We almost never complain that a country or an institution is too democratic. We never say that there really ought to be fewer elections and fewer electors or that young people are too involved in politics when they ought to be pursuing other things. Democracy is metastatic. Once introduced, unless strong efforts are made to restrain it, it soon infects much of society. Higher education, for example, must now be democratic: Everyone must be able to go to university if that is their wish, such that 50% of young people in Britain now attend. People increasingly identify themselves—especially online—in democratic, political terms. They are feminist, trad, liberal, conservative, LGBTQ+, socialist, MAGA, anti-fascist, pro-European Union, Republican, Democrat. Political conflicts have replaced theological ones. Now, instead of, say, not dating a Catholic, someone might not date a Tory. Most people have a side, a faction they tend to sympathize with and trust. Worryingly, this is often their deepest moral commitment.
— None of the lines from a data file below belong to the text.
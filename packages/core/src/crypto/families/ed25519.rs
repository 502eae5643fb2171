//! Ed25519 (pure EdDSA). The message is buffered until signing since the
//! scheme hashes it twice.

use crate::crypto::alg_id::AlgorithmIdentifier;
use crate::crypto::pk_keys::{check_provider, OpResult, PrivateKey, PublicKey};
use crate::crypto::pk_ops::{SignatureOp, VerificationOp};
use crate::error::{CryptoError, Result};
use ed25519_dalek::{Signature, Signer, SigningKey, VerifyingKey, SIGNATURE_LENGTH};
use rand_core::CryptoRngCore;
use zeroize::Zeroizing;

pub const ALGORITHM_NAME: &str = "Ed25519";

const KEY_LENGTH: usize = 32;

fn check_scheme(params: &str) -> Result<()> {
    match params {
        "" | "Pure" => Ok(()),
        _ => Err(CryptoError::unknown_scheme(ALGORITHM_NAME, params)),
    }
}

pub struct Ed25519Public {
    key: VerifyingKey,
}

impl Ed25519Public {
    pub fn from_bits(_alg_id: &AlgorithmIdentifier, key_bits: &[u8]) -> Result<Self> {
        let bytes: &[u8; KEY_LENGTH] = key_bits.try_into().map_err(|_| {
            CryptoError::Decoding(format!("Invalid Ed25519 public key length {}", key_bits.len()))
        })?;
        let key = VerifyingKey::from_bytes(bytes)
            .map_err(|e| CryptoError::Decoding(format!("Invalid Ed25519 public key: {}", e)))?;
        Ok(Self { key })
    }
}

pub struct Ed25519Private {
    key: SigningKey,
}

impl Ed25519Private {
    pub fn generate(rng: &mut dyn CryptoRngCore) -> Self {
        Self {
            key: SigningKey::generate(rng),
        }
    }

    pub fn from_bits(_alg_id: &AlgorithmIdentifier, key_bits: &[u8]) -> Result<Self> {
        let bytes: Zeroizing<[u8; KEY_LENGTH]> =
            Zeroizing::new(key_bits.try_into().map_err(|_| {
                CryptoError::Decoding(format!(
                    "Invalid Ed25519 private key length {}",
                    key_bits.len()
                ))
            })?);
        Ok(Self {
            key: SigningKey::from_bytes(&bytes),
        })
    }
}

trait Ed25519Verifying {
    fn verifying(&self) -> &VerifyingKey;
}

impl Ed25519Verifying for Ed25519Public {
    fn verifying(&self) -> &VerifyingKey {
        &self.key
    }
}

impl Ed25519Verifying for Ed25519Private {
    fn verifying(&self) -> &VerifyingKey {
        self.key.as_ref()
    }
}

macro_rules! ed25519_public_common {
    () => {
        fn algorithm_name(&self) -> &'static str {
            ALGORITHM_NAME
        }

        fn algorithm_identifier(&self) -> AlgorithmIdentifier {
            AlgorithmIdentifier::from_name(ALGORITHM_NAME)
        }

        fn public_key_bits(&self) -> Vec<u8> {
            self.verifying().to_bytes().to_vec()
        }

        fn key_length(&self) -> usize {
            255
        }

        fn estimated_strength(&self) -> usize {
            128
        }

        fn create_verification_op<'k>(
            &'k self,
            params: &str,
            provider: &str,
        ) -> OpResult<dyn VerificationOp + 'k> {
            check_provider(ALGORITHM_NAME, provider)?;
            check_scheme(params)?;
            Ok(Some(Box::new(Ed25519VerificationOp {
                key: self.verifying(),
                msg: Zeroizing::new(Vec::new()),
            })))
        }
    };
}

impl PublicKey for Ed25519Public {
    ed25519_public_common!();
}

impl PublicKey for Ed25519Private {
    ed25519_public_common!();
}

impl PrivateKey for Ed25519Private {
    fn private_key_bits(&self) -> Zeroizing<Vec<u8>> {
        Zeroizing::new(self.key.to_bytes().to_vec())
    }

    fn public_key(&self) -> Box<dyn PublicKey> {
        Box::new(Ed25519Public {
            key: self.key.verifying_key(),
        })
    }

    fn create_signature_op<'k>(
        &'k self,
        _rng: &mut dyn CryptoRngCore,
        params: &str,
        provider: &str,
    ) -> OpResult<dyn SignatureOp + 'k> {
        check_provider(ALGORITHM_NAME, provider)?;
        check_scheme(params)?;
        Ok(Some(Box::new(Ed25519SignatureOp {
            key: &self.key,
            msg: Zeroizing::new(Vec::new()),
        })))
    }
}

struct Ed25519SignatureOp<'k> {
    key: &'k SigningKey,
    msg: Zeroizing<Vec<u8>>,
}

impl SignatureOp for Ed25519SignatureOp<'_> {
    fn update(&mut self, msg: &[u8]) {
        self.msg.extend_from_slice(msg);
    }

    fn sign(&mut self, _rng: &mut dyn CryptoRngCore) -> Result<Vec<u8>> {
        let sig = self.key.sign(&self.msg);
        self.msg.clear();
        Ok(sig.to_bytes().to_vec())
    }

    fn signature_length(&self) -> usize {
        SIGNATURE_LENGTH
    }

    fn hash_function(&self) -> String {
        "SHA-512".to_string()
    }

    fn algorithm_identifier(&self) -> AlgorithmIdentifier {
        AlgorithmIdentifier::from_name(ALGORITHM_NAME)
    }
}

struct Ed25519VerificationOp<'k> {
    key: &'k VerifyingKey,
    msg: Zeroizing<Vec<u8>>,
}

impl VerificationOp for Ed25519VerificationOp<'_> {
    fn update(&mut self, msg: &[u8]) {
        self.msg.extend_from_slice(msg);
    }

    fn is_valid_signature(&mut self, sig: &[u8]) -> Result<bool> {
        let valid = match Signature::from_slice(sig) {
            Ok(sig) => self.key.verify_strict(&self.msg, &sig).is_ok(),
            Err(_) => false,
        };
        self.msg.clear();
        Ok(valid)
    }

    fn hash_function(&self) -> String {
        "SHA-512".to_string()
    }
}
To increase democracy is to increase the influence of politics in people’s lives. This is why modern authoritarian and totalitarian regimes love to use referenda. It is why they often have the word “democracy” in the title of their country and go through monumental efforts to stage elections. It is also why monarchies tend to be freer, better governed countries. To be a subject of a monarchy is generally less oppressive than to be a citizen of a republic. To be a citizen, one has an obligation to engage in politics, and, in turn, he owes his freedoms to politics. Indeed, if one compares republics and monarchies, the monarchies are generally preferable. Was the French Third Republic governed better than Victorian and Edwardian England? Is republican Italy better governed than monarchic Sweden?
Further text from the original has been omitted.